In the entries below, how many lines contain "struct"? Answer with the number and nothing else.

━━━━━━━━━━

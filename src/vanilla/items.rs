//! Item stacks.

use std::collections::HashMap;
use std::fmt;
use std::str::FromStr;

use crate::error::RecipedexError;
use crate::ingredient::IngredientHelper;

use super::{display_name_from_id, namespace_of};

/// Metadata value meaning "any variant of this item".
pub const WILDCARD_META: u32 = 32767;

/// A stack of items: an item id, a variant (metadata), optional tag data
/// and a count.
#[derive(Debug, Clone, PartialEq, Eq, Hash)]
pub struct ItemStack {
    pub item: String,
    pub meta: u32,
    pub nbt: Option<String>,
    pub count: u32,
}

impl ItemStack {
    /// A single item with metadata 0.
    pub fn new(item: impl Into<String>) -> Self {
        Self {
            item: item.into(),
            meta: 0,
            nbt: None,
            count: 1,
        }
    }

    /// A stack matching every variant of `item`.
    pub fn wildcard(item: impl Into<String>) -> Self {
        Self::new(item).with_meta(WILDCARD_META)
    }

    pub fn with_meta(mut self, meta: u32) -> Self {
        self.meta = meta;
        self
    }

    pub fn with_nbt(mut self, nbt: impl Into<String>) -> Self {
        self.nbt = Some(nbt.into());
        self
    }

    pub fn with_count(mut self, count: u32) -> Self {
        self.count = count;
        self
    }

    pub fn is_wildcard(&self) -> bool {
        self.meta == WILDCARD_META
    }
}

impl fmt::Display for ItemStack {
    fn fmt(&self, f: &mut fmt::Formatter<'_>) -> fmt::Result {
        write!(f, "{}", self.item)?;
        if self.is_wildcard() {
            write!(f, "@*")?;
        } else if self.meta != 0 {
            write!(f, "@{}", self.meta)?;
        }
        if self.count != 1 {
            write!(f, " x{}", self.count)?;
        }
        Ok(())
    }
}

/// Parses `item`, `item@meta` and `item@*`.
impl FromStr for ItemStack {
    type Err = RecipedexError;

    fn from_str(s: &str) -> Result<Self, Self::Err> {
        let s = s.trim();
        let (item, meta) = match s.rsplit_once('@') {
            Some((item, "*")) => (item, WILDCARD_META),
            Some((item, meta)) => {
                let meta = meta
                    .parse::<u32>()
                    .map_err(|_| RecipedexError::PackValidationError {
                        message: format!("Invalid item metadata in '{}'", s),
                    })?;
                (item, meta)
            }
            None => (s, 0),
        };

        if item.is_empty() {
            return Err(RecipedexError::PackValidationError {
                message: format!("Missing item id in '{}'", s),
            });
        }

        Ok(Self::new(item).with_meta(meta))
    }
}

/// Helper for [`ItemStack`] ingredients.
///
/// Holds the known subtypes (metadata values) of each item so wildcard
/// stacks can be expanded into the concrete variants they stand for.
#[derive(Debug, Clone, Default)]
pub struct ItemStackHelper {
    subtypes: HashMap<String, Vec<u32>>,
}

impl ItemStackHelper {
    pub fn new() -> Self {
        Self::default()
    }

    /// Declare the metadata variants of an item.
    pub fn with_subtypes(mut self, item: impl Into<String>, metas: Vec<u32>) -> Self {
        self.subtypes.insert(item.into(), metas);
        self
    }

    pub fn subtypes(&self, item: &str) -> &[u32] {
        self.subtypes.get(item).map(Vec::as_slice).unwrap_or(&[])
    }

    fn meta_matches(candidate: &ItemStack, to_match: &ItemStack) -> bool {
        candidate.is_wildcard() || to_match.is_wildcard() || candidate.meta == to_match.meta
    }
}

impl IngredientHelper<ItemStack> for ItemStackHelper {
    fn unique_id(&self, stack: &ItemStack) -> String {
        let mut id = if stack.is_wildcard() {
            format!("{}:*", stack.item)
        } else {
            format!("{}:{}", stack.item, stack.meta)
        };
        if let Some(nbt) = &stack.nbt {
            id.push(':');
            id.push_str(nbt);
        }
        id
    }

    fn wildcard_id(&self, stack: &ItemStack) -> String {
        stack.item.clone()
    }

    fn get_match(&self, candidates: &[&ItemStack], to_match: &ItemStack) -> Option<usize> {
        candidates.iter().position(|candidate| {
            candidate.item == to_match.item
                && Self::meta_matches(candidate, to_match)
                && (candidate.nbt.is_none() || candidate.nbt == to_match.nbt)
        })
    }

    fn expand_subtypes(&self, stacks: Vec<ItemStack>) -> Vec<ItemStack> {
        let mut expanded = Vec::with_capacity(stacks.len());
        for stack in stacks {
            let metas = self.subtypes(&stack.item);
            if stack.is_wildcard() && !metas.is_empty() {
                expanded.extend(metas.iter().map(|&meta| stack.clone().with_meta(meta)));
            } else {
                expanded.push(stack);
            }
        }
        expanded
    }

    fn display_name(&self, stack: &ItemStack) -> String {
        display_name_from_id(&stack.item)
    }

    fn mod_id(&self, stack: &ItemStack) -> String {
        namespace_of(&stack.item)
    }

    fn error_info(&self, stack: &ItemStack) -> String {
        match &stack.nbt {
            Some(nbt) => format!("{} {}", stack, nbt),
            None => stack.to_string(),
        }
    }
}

━━━━━━━━━━

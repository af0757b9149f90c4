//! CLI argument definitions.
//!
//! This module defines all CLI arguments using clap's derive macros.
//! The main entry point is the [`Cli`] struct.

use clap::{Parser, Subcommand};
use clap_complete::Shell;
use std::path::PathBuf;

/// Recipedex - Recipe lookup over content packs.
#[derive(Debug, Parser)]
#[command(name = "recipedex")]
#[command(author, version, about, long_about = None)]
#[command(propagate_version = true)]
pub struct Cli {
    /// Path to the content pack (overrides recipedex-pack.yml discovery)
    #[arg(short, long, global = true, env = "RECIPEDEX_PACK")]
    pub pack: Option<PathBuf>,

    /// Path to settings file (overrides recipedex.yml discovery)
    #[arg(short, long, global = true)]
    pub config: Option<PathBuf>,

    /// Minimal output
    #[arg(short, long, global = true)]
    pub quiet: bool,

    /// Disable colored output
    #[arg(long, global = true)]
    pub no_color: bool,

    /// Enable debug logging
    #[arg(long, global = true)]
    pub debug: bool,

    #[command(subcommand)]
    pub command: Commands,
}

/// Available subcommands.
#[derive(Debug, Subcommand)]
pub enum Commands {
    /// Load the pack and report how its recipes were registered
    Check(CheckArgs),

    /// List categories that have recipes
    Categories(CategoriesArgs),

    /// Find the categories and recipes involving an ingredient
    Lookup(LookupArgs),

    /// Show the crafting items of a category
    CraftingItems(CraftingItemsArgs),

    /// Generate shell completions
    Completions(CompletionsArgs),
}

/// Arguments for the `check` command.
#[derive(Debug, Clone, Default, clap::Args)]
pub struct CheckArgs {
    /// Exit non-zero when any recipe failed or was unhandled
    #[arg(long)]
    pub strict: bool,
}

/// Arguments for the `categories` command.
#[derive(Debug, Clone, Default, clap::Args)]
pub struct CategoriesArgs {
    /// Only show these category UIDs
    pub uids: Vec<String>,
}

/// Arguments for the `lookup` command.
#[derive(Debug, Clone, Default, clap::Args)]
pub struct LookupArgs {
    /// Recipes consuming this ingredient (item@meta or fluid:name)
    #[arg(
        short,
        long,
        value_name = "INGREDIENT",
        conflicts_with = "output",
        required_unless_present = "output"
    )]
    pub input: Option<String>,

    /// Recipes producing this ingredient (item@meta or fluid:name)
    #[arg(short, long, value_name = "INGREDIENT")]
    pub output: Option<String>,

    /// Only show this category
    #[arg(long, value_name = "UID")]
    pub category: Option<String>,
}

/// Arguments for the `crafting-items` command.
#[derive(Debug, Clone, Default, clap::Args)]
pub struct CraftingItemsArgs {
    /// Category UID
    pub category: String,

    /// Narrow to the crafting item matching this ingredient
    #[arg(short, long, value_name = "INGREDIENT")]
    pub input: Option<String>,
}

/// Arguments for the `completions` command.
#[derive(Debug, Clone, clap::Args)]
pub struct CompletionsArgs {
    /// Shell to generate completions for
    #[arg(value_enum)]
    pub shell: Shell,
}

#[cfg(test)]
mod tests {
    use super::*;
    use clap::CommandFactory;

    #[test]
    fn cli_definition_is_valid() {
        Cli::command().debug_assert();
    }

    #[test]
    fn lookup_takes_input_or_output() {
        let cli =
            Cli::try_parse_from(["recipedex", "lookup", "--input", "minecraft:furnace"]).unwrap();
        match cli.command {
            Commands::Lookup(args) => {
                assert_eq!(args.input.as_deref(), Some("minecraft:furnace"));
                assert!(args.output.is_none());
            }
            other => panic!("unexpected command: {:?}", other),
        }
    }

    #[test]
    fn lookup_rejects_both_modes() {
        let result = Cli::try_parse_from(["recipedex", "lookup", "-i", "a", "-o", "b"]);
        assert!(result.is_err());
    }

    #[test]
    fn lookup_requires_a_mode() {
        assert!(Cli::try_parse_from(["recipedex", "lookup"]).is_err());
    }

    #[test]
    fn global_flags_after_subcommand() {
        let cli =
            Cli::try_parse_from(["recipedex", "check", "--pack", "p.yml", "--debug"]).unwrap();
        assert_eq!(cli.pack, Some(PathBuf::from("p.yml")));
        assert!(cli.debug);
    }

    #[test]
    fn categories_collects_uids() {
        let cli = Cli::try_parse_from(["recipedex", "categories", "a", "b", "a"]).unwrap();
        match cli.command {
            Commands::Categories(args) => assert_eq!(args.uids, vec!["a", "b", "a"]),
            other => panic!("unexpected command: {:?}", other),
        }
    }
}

━━━━━━━━━━

## TASK OUTPUT
9